With another stretch of nice weather (75 degrees, heat wave) we were out on the water yesterday. Catherine, Luis, and myself joined Andy, Fenway and Cally on Andy’s boat. The calm seas and reasonably clear water inspired us to drive a little bit further out. Honestly driving further out wasn’t really where it was at. The Rocks and coral heads further inshore held the best fish, areas that nine times out of ten are dirty were clear so we dove them. The real inshore stuff was deserted, other then a young turtle that hung out with us for a bit, but halfway out to the reef was great. Big rocks covered with live corals and fish.

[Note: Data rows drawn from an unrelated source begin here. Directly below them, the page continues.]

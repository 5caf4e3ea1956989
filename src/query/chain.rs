//! Shortest-chain search over the person/event graph

use std::collections::VecDeque;

use super::config::SearchConfig;
use super::types::{PersonChain, QueryError, QueryResult, SearchOutcome};
use crate::graph::{EntityStore, PersonIdx};

/// Find a shortest chain of co-participants between `start` and `end`.
///
/// The search is a level-synchronized BFS seeded from `end`, looking for
/// `start`. A person is marked visited when first discovered, so each person
/// is expanded at most once. Neighbors are enumerated by ascending event index
/// and then ascending person index, which makes the returned chain
/// deterministic when several shortest chains exist.
///
/// Persons on the config's denylist are never expanded and so never appear
/// inside a chain; they can still be an endpoint.
///
/// Returns `BudgetExhausted` when `max_expansions` persons have been expanded
/// without reaching `start`. Chains longer than `max_depth` are `NotFound`.
pub fn shortest_chain(
    store: &EntityStore,
    start: PersonIdx,
    end: PersonIdx,
    config: &SearchConfig,
) -> QueryResult<SearchOutcome> {
    if start == end {
        return Ok(SearchOutcome::Same);
    }
    if store.get_person(start).is_none() || store.get_person(end).is_none() {
        return Ok(SearchOutcome::NotFound);
    }

    let denylist = config.denylist();
    let n = store.person_count();
    let mut visited = vec![false; n];
    let mut predecessor: Vec<Option<PersonIdx>> = vec![None; n];
    let mut queue: VecDeque<PersonIdx> = VecDeque::new();

    visited[end.index()] = true;
    queue.push_back(end);

    let mut depth = 0;
    let mut expanded = 0;

    while !queue.is_empty() {
        if config.max_depth.is_some_and(|max| depth >= max.get()) {
            tracing::debug!(depth, expanded, "chain search reached depth cap");
            break;
        }

        let level_size = queue.len();
        for _ in 0..level_size {
            let Some(current) = queue.pop_front() else {
                break;
            };

            if config.max_expansions.is_some_and(|max| expanded >= max.get()) {
                tracing::warn!(expanded, "chain search exhausted its expansion budget");
                return Err(QueryError::BudgetExhausted { expanded });
            }
            expanded += 1;

            for &event in store.person(current).events() {
                for &co_star in store.event(event).participants() {
                    if visited[co_star.index()] {
                        continue;
                    }
                    visited[co_star.index()] = true;
                    predecessor[co_star.index()] = Some(current);

                    if co_star == start {
                        let chain = reconstruct(&predecessor, start, end);
                        tracing::debug!(hops = chain.hops(), expanded, "chain found");
                        return Ok(SearchOutcome::Found(chain));
                    }

                    if denylist.is_denied(&store.person(co_star).name) {
                        continue;
                    }
                    queue.push_back(co_star);
                }
            }
        }

        depth += 1;
    }

    tracing::debug!(expanded, "no chain");
    Ok(SearchOutcome::NotFound)
}

/// Walk predecessors from `start` back to the seed, then flip so the seed
/// comes first
fn reconstruct(predecessor: &[Option<PersonIdx>], start: PersonIdx, end: PersonIdx) -> PersonChain {
    let mut persons = vec![start];
    let mut current = start;
    while current != end {
        match predecessor[current.index()] {
            Some(prev) => {
                persons.push(prev);
                current = prev;
            }
            None => break,
        }
    }
    persons.reverse();
    PersonChain { persons }
}
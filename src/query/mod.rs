//! Query system for degrees-of-separation lookups
//!
//! Provides the chain search, the step materializer and the connection
//! query that ties them together.

mod chain;
mod config;
mod connect;
mod materialize;
mod types;

pub use chain::shortest_chain;
pub use config::{ConfigError, SearchConfig, DEFAULT_DENYLIST};
pub use connect::ConnectionQuery;
pub use materialize::materialize;
pub use types::{
    ChainStep, Connection, Endpoint, EventSummary, PersonChain, PersonSummary, QueryError,
    QueryResult, SearchOutcome,
};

It’s odd how much more alive the coral looks more inshore; it seems like it would be the opposite. The bar is the furthest offshore and all the coral is dead, but in the dirty water halfway to the drop-off, the coral is living it up. We shot muttons, big mangroves, yellow jacks and a hog fish here and there. I had a big king fish swim up right next to me, I didn’t have my float line on and was going to try to shoot it anyway but it spooked when I swam at it, in the ripping current.

We tried the reef line  to the west and it was kind of dead.  Luis saw a cobia but it looked too short. We saw black grouper here and there, up to around 25#. A couple fish but nothing spectacular, the water did not get clearer as we went southwest.  It stayed 35-40 feet of vis from Hawks Channel to south of the bar. At one point we saw Luis’s float pointing straight up with something pulling it under.  He had shot a medium sized king fish which was going nuts on the end of the line. After that we went deeper to around 55 feet of water and saw amberjacks but passed on them. I followed two yellow jacks down a ledge when an African pompano swam in behind me, so I turned and stoned him. Pretty rare fish for the reef around here, supposed to be much more common in really deep water wrecks. He went 25 pounds.

Other  things that was interesting was a donzi boat running through our spread of divers, pretty rare down here to have someone just ignore the dive flag.